Aku mencoba berjalan mendekatinya, pelan-pelan, tidak kurasakan apa-apa pada kakiku atau pada tubuhku, biasanya aku bergetar ketakutan, ketika aku perlahan mendekati lingkaran hitam itu aku melihat ada seseorang disana menungguku, perempuan berambut panjang dengan baju putih membelakangiku, sayup-sayup ia memanggilku.
"Jae…"
"Jae"
Karena merasa tidak takut aku mendekatinya dan menggeser badannya, tubuhnya perlahan bergeser kearahku dan ia menatapku…namun kemana bibir dan rahangnya!
.
.
.
Aku membuka paksa mataku.
"Hah..hah..hah!"
Tenggorokan tercengkat, tangan dan badanku berkeringat, tubuhku bergetar hebat dan Yunho memegang pundakku.
"Kau kenapa Jae?".
"A…aku Yunho A..aku?"
"Kau pasti bermimpi buruk".
"Mimpi buruk?".
Yunho hendak pergi tapi aku menahannya.
"Mau kemana?"
"Sebentar" katanya.
Yunho pergi ke dapur sebentar kemudian kembali lagi untuk memberiku air putih
"Minumlah". Ujarnya sambil menyodorkan minuman padaku.
Aku langsung menenggak minuman itu, perlahan-lahan dadaku mulai berdetak normal dan Yunho membaringkanku.
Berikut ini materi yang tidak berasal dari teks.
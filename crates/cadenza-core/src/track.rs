//! Track representation and pattern editing operations

use serde::{Deserialize, Serialize};

use crate::algorithms::PatternRng;

/// Unique identifier for tracks
#[derive(Debug, Clone, Copy, PartialEq, Eq, Hash, Serialize, Deserialize)]
pub struct TrackId(pub u64);

/// Accent level of one step (rest plus three intensities)
#[derive(Debug, Clone, Copy, PartialEq, Eq, Default, Serialize, Deserialize)]
pub enum StepLevel {
    #[default]
    Off,
    Low,
    Mid,
    High,
}

impl StepLevel {
    pub fn from_u8(v: u8) -> Self {
        match v {
            0 => Self::Off,
            1 => Self::Low,
            2 => Self::Mid,
            _ => Self::High,
        }
    }

    pub fn as_u8(&self) -> u8 {
        match self {
            Self::Off => 0,
            Self::Low => 1,
            Self::Mid => 2,
            Self::High => 3,
        }
    }

    /// 0(off)->1->2->3->0
    pub fn cycled(self) -> Self {
        match self {
            Self::Off => Self::Low,
            Self::Low => Self::Mid,
            Self::Mid => Self::High,
            Self::High => Self::Off,
        }
    }

    /// 1->2->3->1, never landing on a rest
    pub fn cycled_nonzero(self) -> Self {
        match self {
            Self::Off | Self::High => Self::Low,
            Self::Low => Self::Mid,
            Self::Mid => Self::High,
        }
    }

    /// Rests stay rests, accents mirror: 1->3, 2->2, 3->1
    pub fn inverted(self) -> Self {
        match self {
            Self::Off => Self::Off,
            Self::Low => Self::High,
            Self::Mid => Self::Mid,
            Self::High => Self::Low,
        }
    }

    /// Gain contribution of this level
    pub fn gain(&self) -> f32 {
        match self {
            Self::Off => 0.0,
            Self::Low => 0.6,
            Self::Mid => 0.85,
            Self::High => 1.0,
        }
    }

    pub fn is_rest(&self) -> bool {
        matches!(self, Self::Off)
    }
}

/// Sample-selection filter applied when a track resolves a note
#[derive(Debug, Clone, Default, PartialEq, Eq, Serialize, Deserialize)]
pub struct SampleFilter {
    /// Instrument category; empty means the track is unassigned
    pub category: String,
    pub articulation: Option<String>,
    pub mic: Option<String>,
}

impl SampleFilter {
    pub fn new(category: impl Into<String>) -> Self {
        Self {
            category: category.into(),
            articulation: None,
            mic: None,
        }
    }

    pub fn is_empty(&self) -> bool {
        self.category.is_empty()
    }

    /// Stable key for rotation cursors
    pub fn key(&self) -> String {
        format!(
            "cat:{}|art:{}|mic:{}",
            self.category,
            self.articulation.as_deref().unwrap_or("any"),
            self.mic.as_deref().unwrap_or("any")
        )
    }
}

/// Round-robin rotation mode for sample selection
#[derive(Debug, Clone, Copy, PartialEq, Eq, Default, Serialize, Deserialize)]
pub enum RotationMode {
    #[default]
    Cycle,
    Random,
    Off,
}
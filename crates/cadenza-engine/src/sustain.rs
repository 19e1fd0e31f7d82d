//! Sustain and sostenuto pedals: deferral of note-off events

use std::collections::HashSet;

use crate::voice::VoiceKey;

/// Intercepts note-off events while a pedal is held.
///
/// Sustain defers every note-off until pedal-up; sostenuto defers only the
/// keys that were sounding when the pedal went down. `clear` (the stop-all
/// path) bypasses both.
#[derive(Debug, Default)]
pub struct SustainController {
    down: bool,
    sostenuto: bool,
    sustained: HashSet<VoiceKey>,
    captured: HashSet<VoiceKey>,
    parked: HashSet<VoiceKey>,
}

impl SustainController {
    pub fn new() -> Self {
        Self::default()
    }

    pub fn is_down(&self) -> bool {
        self.down
    }

    pub fn is_sostenuto(&self) -> bool {
        self.sostenuto
    }

    /// Returns true when the note-off must be deferred instead of applied
    pub fn defer(&mut self, key: VoiceKey) -> bool {
        if self.down {
            self.sustained.insert(key);
            return true;
        }
        if self.sostenuto && self.captured.contains(&key) {
            self.parked.insert(key);
            return true;
        }
        false
    }

    pub fn pedal_down(&mut self) {
        self.down = true;
    }

    /// Release the pedal; returns every deferred key to note-off now
    pub fn pedal_up(&mut self) -> Vec<VoiceKey> {
        self.down = false;
        self.sustained.drain().collect()
    }

    /// Capture the currently-sounding keys for sostenuto hold
    pub fn sostenuto_down(&mut self, sounding: impl IntoIterator<Item = VoiceKey>) {
        self.sostenuto = true;
        self.captured = sounding.into_iter().collect();
    }

    /// Release sostenuto; returns the captured keys whose note-off was parked
    pub fn sostenuto_up(&mut self) -> Vec<VoiceKey> {
        self.sostenuto = false;
        self.captured.clear();
        self.parked.drain().collect()
    }

    /// Drop all deferred state without releasing anything (stop-all path)
    pub fn clear(&mut self) {
        self.down = false;
        self.sostenuto = false;
        self.sustained.clear();
        self.captured.clear();
        self.parked.clear();
    }
}
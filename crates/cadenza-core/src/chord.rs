//! Chord representation and resolution to MIDI notes

use serde::{Deserialize, Serialize};

/// Pitch class names
#[derive(Debug, Clone, Copy, PartialEq, Eq, Serialize, Deserialize)]
pub enum NoteName {
    C,
    #[serde(rename = "C#")]
    CSharp,
    D,
    #[serde(rename = "D#")]
    DSharp,
    E,
    F,
    #[serde(rename = "F#")]
    FSharp,
    G,
    #[serde(rename = "G#")]
    GSharp,
    A,
    #[serde(rename = "A#")]
    ASharp,
    B,
}

impl NoteName {
    /// Semitone offset from C
    pub fn semitone(&self) -> u8 {
        match self {
            Self::C => 0,
            Self::CSharp => 1,
            Self::D => 2,
            Self::DSharp => 3,
            Self::E => 4,
            Self::F => 5,
            Self::FSharp => 6,
            Self::G => 7,
            Self::GSharp => 8,
            Self::A => 9,
            Self::ASharp => 10,
            Self::B => 11,
        }
    }

    pub fn name(&self) -> &'static str {
        match self {
            Self::C => "C",
            Self::CSharp => "C#",
            Self::D => "D",
            Self::DSharp => "D#",
            Self::E => "E",
            Self::F => "F",
            Self::FSharp => "F#",
            Self::G => "G",
            Self::GSharp => "G#",
            Self::A => "A",
            Self::ASharp => "A#",
            Self::B => "B",
        }
    }
}

/// Chord quality
#[derive(Debug, Clone, Copy, PartialEq, Eq, Serialize, Deserialize)]
pub enum ChordQuality {
    Maj,
    Min,
    Dim,
    Sus2,
    Sus4,
    Maj7,
    Min7,
    Dom7,
}

impl ChordQuality {
    /// Get chord intervals from root
    pub fn intervals(&self) -> &'static [u8] {
        match self {
            Self::Maj => &[0, 4, 7],
            Self::Min => &[0, 3, 7],
            Self::Dim => &[0, 3, 6],
            Self::Sus2 => &[0, 2, 7],
            Self::Sus4 => &[0, 5, 7],
            Self::Maj7 => &[0, 4, 7, 11],
            Self::Min7 => &[0, 3, 7, 10],
            Self::Dom7 => &[0, 4, 7, 10],
        }
    }

    pub fn name(&self) -> &'static str {
        match self {
            Self::Maj => "Maj",
            Self::Min => "Min",
            Self::Dim => "Dim",
            Self::Sus2 => "Sus2",
            Self::Sus4 => "Sus4",
            Self::Maj7 => "Maj7",
            Self::Min7 => "Min7",
            Self::Dom7 => "Dom7",
        }
    }
}

/// One chord slot in the progression
#[derive(Debug, Clone, Copy, PartialEq, Serialize, Deserialize)]
pub struct Chord {
    pub root: NoteName,
    pub quality: ChordQuality,
    /// Inversion 0-3 (clamped at resolve time)
    pub inversion: u8,
    pub octave: i8,
    pub velocity: u8,
}

impl Default for Chord {
    fn default() -> Self {
        Self {
            root: NoteName::C,
            quality: ChordQuality::Maj,
            inversion: 0,
            octave: 4,
            velocity: 100,
        }
    }
}

impl Chord {
    pub fn new(root: NoteName, quality: ChordQuality) -> Self {
        Self {
            root,
            quality,
            ..Default::default()
        }
    }

    /// Resolve to concrete MIDI notes.
    ///
    /// Base MIDI is `12 * (octave + 1) + semitone(root)`. Each inversion moves
    /// the lowest interval to the top, raised an octave.
    pub fn resolve(&self) -> Vec<u8> {
        let inv = self.inversion.min(3) as usize;
        let base = 12 * (self.octave as i16 + 1) + self.root.semitone() as i16;
        let mut intervals: Vec<i16> = self.intervals_iter().collect();
        for _ in 0..inv.min(intervals.len()) {
            let first = intervals.remove(0);
            intervals.push(first + 12);
        }
        intervals
            .into_iter()
            .map(|iv| (base + iv).clamp(0, 127) as u8)
            .collect()
    }

    fn intervals_iter(&self) -> impl Iterator<Item = i16> + '_ {
        self.quality.intervals().iter().map(|&iv| iv as i16)
    }
}
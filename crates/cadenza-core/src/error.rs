//! Error types for cadenza

use thiserror::Error;

#[derive(Debug, Error)]
pub enum CadenzaError {
    #[error("Steps count {0} outside supported range 4..=64")]
    StepsOutOfRange(usize),
    #[error("Grid length mismatch for {name}: expected {expected}, found {found}")]
    GridMismatch {
        name: String,
        expected: usize,
        found: usize,
    },
}

pub type Result<T> = std::result::Result<T, CadenzaError>;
Ketika aku mencoba untuk tidur kembali aku merasakan dari belakang yunho memelukku, anehnya aku tidak memberontak kali ini, mungkin karena aku merasa takut.
"Kau tidak perlu takut aku disampingmu" bisiknya menenangkanku.
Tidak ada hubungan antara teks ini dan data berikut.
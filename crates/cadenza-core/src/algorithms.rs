//! Pattern-generation utilities (humanize, harmony, chord progressions)

use serde::{Deserialize, Serialize};

use crate::chord::{Chord, ChordQuality, NoteName};
use crate::track::{Track, TrackId};

// ============================================================================
// Deterministic randomness
// ============================================================================

/// Small LCG used for serializable, reproducible pattern randomness
#[derive(Debug, Clone, Serialize, Deserialize)]
pub struct PatternRng {
    state: u64,
}

impl Default for PatternRng {
    fn default() -> Self {
        Self { state: 12345 }
    }
}

impl PatternRng {
    pub fn new(seed: u64) -> Self {
        Self { state: seed }
    }

    fn next(&mut self) -> u64 {
        self.state = self
            .state
            .wrapping_mul(6364136223846793005)
            .wrapping_add(1);
        self.state
    }

    /// Uniform value in [0, 1)
    pub fn next_unit(&mut self) -> f32 {
        (self.next() >> 33) as f32 / (1u64 << 31) as f32
    }

    /// Uniform value in [-1, 1]
    pub fn next_bipolar(&mut self) -> f32 {
        ((self.next() >> 33) as f32 / u32::MAX as f32) * 2.0 - 1.0
    }
}

// ============================================================================
// Scales
// ============================================================================

/// Scale used for highlighting and harmony snapping
#[derive(Debug, Clone, Copy, PartialEq, Eq, Serialize, Deserialize)]
pub enum ScaleKind {
    Major,
    Minor,
    /// No scale; snapping is a no-op
    None,
}

impl ScaleKind {
    /// Scale intervals (semitones from root)
    pub fn intervals(&self) -> &'static [u8] {
        match self {
            Self::Major => &[0, 2, 4, 5, 7, 9, 11],
            Self::Minor => &[0, 2, 3, 5, 7, 8, 10],
            Self::None => &[],
        }
    }

    pub fn contains(&self, midi: u8, root: NoteName) -> bool {
        let relative = (midi % 12 + 12 - root.semitone()) % 12;
        self.intervals().contains(&relative)
    }
}

/// Quantize a note to the nearest scale degree
pub fn snap_to_scale(midi: u8, root: NoteName, scale: ScaleKind) -> u8 {
    let intervals = scale.intervals();
    if intervals.is_empty() {
        return midi;
    }
    let root_semi = root.semitone();
    let relative = (midi % 12 + 12 - root_semi) % 12;

    let mut min_dist = 12u8;
    let mut nearest = 0u8;
    for &interval in intervals {
        let dist = if interval > relative {
            (interval - relative).min(relative + 12 - interval)
        } else {
            (relative - interval).min(interval + 12 - relative)
        };
        if dist < min_dist {
            min_dist = dist;
            nearest = interval;
        }
    }

    let octave = midi / 12;
    (octave * 12 + (root_semi + nearest) % 12).min(127)
}

// ============================================================================
// Velocity humanize
// ============================================================================

/// Jitter per-step velocity percentages by up to ±amount, clamped to 0-100
pub fn humanize_velocities(track: &mut Track, amount: u8, rng: &mut PatternRng) {
    for v in track.velocities.iter_mut() {
        let delta = (rng.next_bipolar() * amount as f32).round() as i16;
        *v = (*v as i16 + delta).clamp(0, 100) as u8;
    }
}

// ============================================================================
// Harmony tracks
// ============================================================================

/// Interval shapes for derived harmony tracks
#[derive(Debug, Clone, Copy, PartialEq, Eq, Serialize, Deserialize)]
pub enum HarmonyStyle {
    ThirdAbove,
    FifthAbove,
    Octave,
    Counter,
}

impl HarmonyStyle {
    pub fn interval(&self) -> i8 {
        match self {
            Self::ThirdAbove => 4,
            Self::FifthAbove => 7,
            Self::Octave => 12,
            Self::Counter => -2,
        }
    }

    pub fn label(&self) -> &'static str {
        match self {
            Self::ThirdAbove => "Thirds above",
            Self::FifthAbove => "Fifths above",
            Self::Octave => "Octave",
            Self::Counter => "Counter melody",
        }
    }
}

const HARMONY_COLOR: &str = "#a855f7";
const HARMONY_GAIN: f32 = 0.6;

/// Derive a harmony track from `source`, transposed by the style interval.
///
/// When a scale is given, transposed notes are snapped to it.
pub fn harmony_track(
    source: &Track,
    style: HarmonyStyle,
    id: TrackId,
    scale: Option<(NoteName, ScaleKind)>,
) -> Track {
    let interval = style.interval() as i16;
    let transpose = |midi: u8| -> u8 {
        let t = (midi as i16 + interval).clamp(0, 127) as u8;
        match scale {
            Some((root, kind)) => snap_to_scale(t, root, kind),
            None => t,
        }
    };

    let mut track = source.clone();
    track.id = id;
    track.name = format!("{} ({})", source.name, style.label());
    track.color = HARMONY_COLOR.to_string();
    track.gain = HARMONY_GAIN;
    track.midi = transpose(source.midi);
    for note in track.notes.iter_mut() {
        note.midi = transpose(note.midi);
        note.selected = false;
    }
    track
}

// ============================================================================
// Chord progression presets
// ============================================================================

/// Common chord progression presets
#[derive(Debug, Clone, Copy, PartialEq, Eq, Serialize, Deserialize)]
pub enum ProgressionKind {
    Pop,
    Jazz,
    Blues,
    Emotional,
}

impl ProgressionKind {
    pub fn label(&self) -> &'static str {
        match self {
            Self::Pop => "I-V-vi-IV (Pop)",
            Self::Jazz => "ii-V-I (Jazz)",
            Self::Blues => "I-IV-V (Blues)",
            Self::Emotional => "vi-IV-I-V (Emotional)",
        }
    }

    fn degrees(&self) -> &'static [(NoteName, ChordQuality)] {
        use ChordQuality::*;
        use NoteName::*;
        match self {
            Self::Pop => &[(C, Maj), (G, Maj), (A, Min), (F, Maj)],
            Self::Jazz => &[(D, Min7), (G, Dom7), (C, Maj7)],
            Self::Blues => &[(C, Maj), (F, Maj), (G, Maj)],
            Self::Emotional => &[(A, Min), (F, Maj), (C, Maj), (G, Maj)],
        }
    }

    /// Expand to concrete chords at the given octave and velocity
    pub fn chords(&self, octave: i8, velocity: u8) -> Vec<Chord> {
        self.degrees()
            .iter()
            .map(|&(root, quality)| Chord {
                root,
                quality,
                inversion: 0,
                octave,
                velocity,
            })
            .collect()
    }
}

#[cfg(test)]
mod tests {
    use super::*;

    #[test]
    fn test_rng_is_deterministic() {
        let mut a = PatternRng::new(7);
        let mut b = PatternRng::new(7);
        for _ in 0..16 {
            assert_eq!(a.next_unit(), b.next_unit());
        }
    }

    #[test]
    fn test_unit_range() {
        let mut rng = PatternRng::default();
        for _ in 0..256 {
            let v = rng.next_unit();
            assert!((0.0..1.0).contains(&v));
        }
    }

    #[test]
    fn test_snap_to_scale() {
        // C major: equidistant chromatics snap to the lower degree
        assert_eq!(snap_to_scale(61, NoteName::C, ScaleKind::Major), 60);
        assert_eq!(snap_to_scale(66, NoteName::C, ScaleKind::Major), 65);
        assert_eq!(snap_to_scale(64, NoteName::C, ScaleKind::Major), 64);
        // No scale: passthrough
        assert_eq!(snap_to_scale(61, NoteName::C, ScaleKind::None), 61);
    }

    #[test]
    fn test_humanize_stays_in_bounds() {
        let mut track = Track::new(TrackId(1), "T", 16);
        let mut rng = PatternRng::new(99);
        humanize_velocities(&mut track, 8, &mut rng);
        for (i, &v) in track.velocities.iter().enumerate() {
            assert!(v <= 100, "step {i} out of range: {v}");
            assert!((100 - 8..=100).contains(&v));
        }
    }

    #[test]
    fn test_humanize_deterministic_per_seed() {
        let mut a = Track::new(TrackId(1), "A", 16);
        let mut b = Track::new(TrackId(2), "B", 16);
        humanize_velocities(&mut a, 10, &mut PatternRng::new(42));
        humanize_velocities(&mut b, 10, &mut PatternRng::new(42));
        assert_eq!(a.velocities, b.velocities);
    }

    #[test]
    fn test_harmony_track_transposes() {
        let mut source = Track::new(TrackId(1), "Lead", 8);
        source.toggle_cell(0, 60, crate::track::PianoTool::Draw);
        source.toggle_cell(4, 62, crate::track::PianoTool::Draw);

        let h = harmony_track(&source, HarmonyStyle::ThirdAbove, TrackId(9), None);
        assert_eq!(h.id, TrackId(9));
        assert_eq!(h.name, "Lead (Thirds above)");
        assert_eq!(h.gain, 0.6);
        assert_eq!(h.notes[0].midi, 64);
        assert_eq!(h.notes[1].midi, 66);

        let snapped = harmony_track(
            &source,
            HarmonyStyle::Counter,
            TrackId(10),
            Some((NoteName::C, ScaleKind::Major)),
        );
        // 60 - 2 = 58 (A#), snapped into C major
        assert!(ScaleKind::Major.contains(snapped.notes[0].midi, NoteName::C));
    }

    #[test]
    fn test_progression_presets() {
        let pop = ProgressionKind::Pop.chords(4, 100);
        assert_eq!(pop.len(), 4);
        assert_eq!(pop[0].root, NoteName::C);
        assert_eq!(pop[2].quality, ChordQuality::Min);

        let jazz = ProgressionKind::Jazz.chords(3, 90);
        assert_eq!(jazz.len(), 3);
        assert_eq!(jazz[1].quality, ChordQuality::Dom7);
        assert!(jazz.iter().all(|c| c.octave == 3 && c.velocity == 90));
    }
}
Aku membalikkan badanku dan melihat wajahnya, tangannya masih melingkar ditubuhku
"Kau mau cari-cari kesempatan ya?"
Ia tersenyum.
"Mungkin, tapi kau tidak akan melepaskanku karena kau masih takut kan?"
Aku menutup mulutku, tidak bisa berkata apa-apa, aku memang takut setelah mimpi buruk tadi.
"Tidurlah, kau ujian besok" bisiknya
"Iya".
"Jangan lupa bangun pagi dan masakkan yang enak untukku".
"Aku malas masak besok"
"Dasar pemalas". Katanya.
Aku lalu menatap wajahnya
"Yunho…?"
"Hmmm?"
Aku menggeleng kepala
"Tidak. aku hanya ingin memanggil namamu". Kataku berseloroh
"Dasar aneh". Katanya.
Aku bergeser lebih dekat ke tubuhnya dan ia memelukku lebih erat.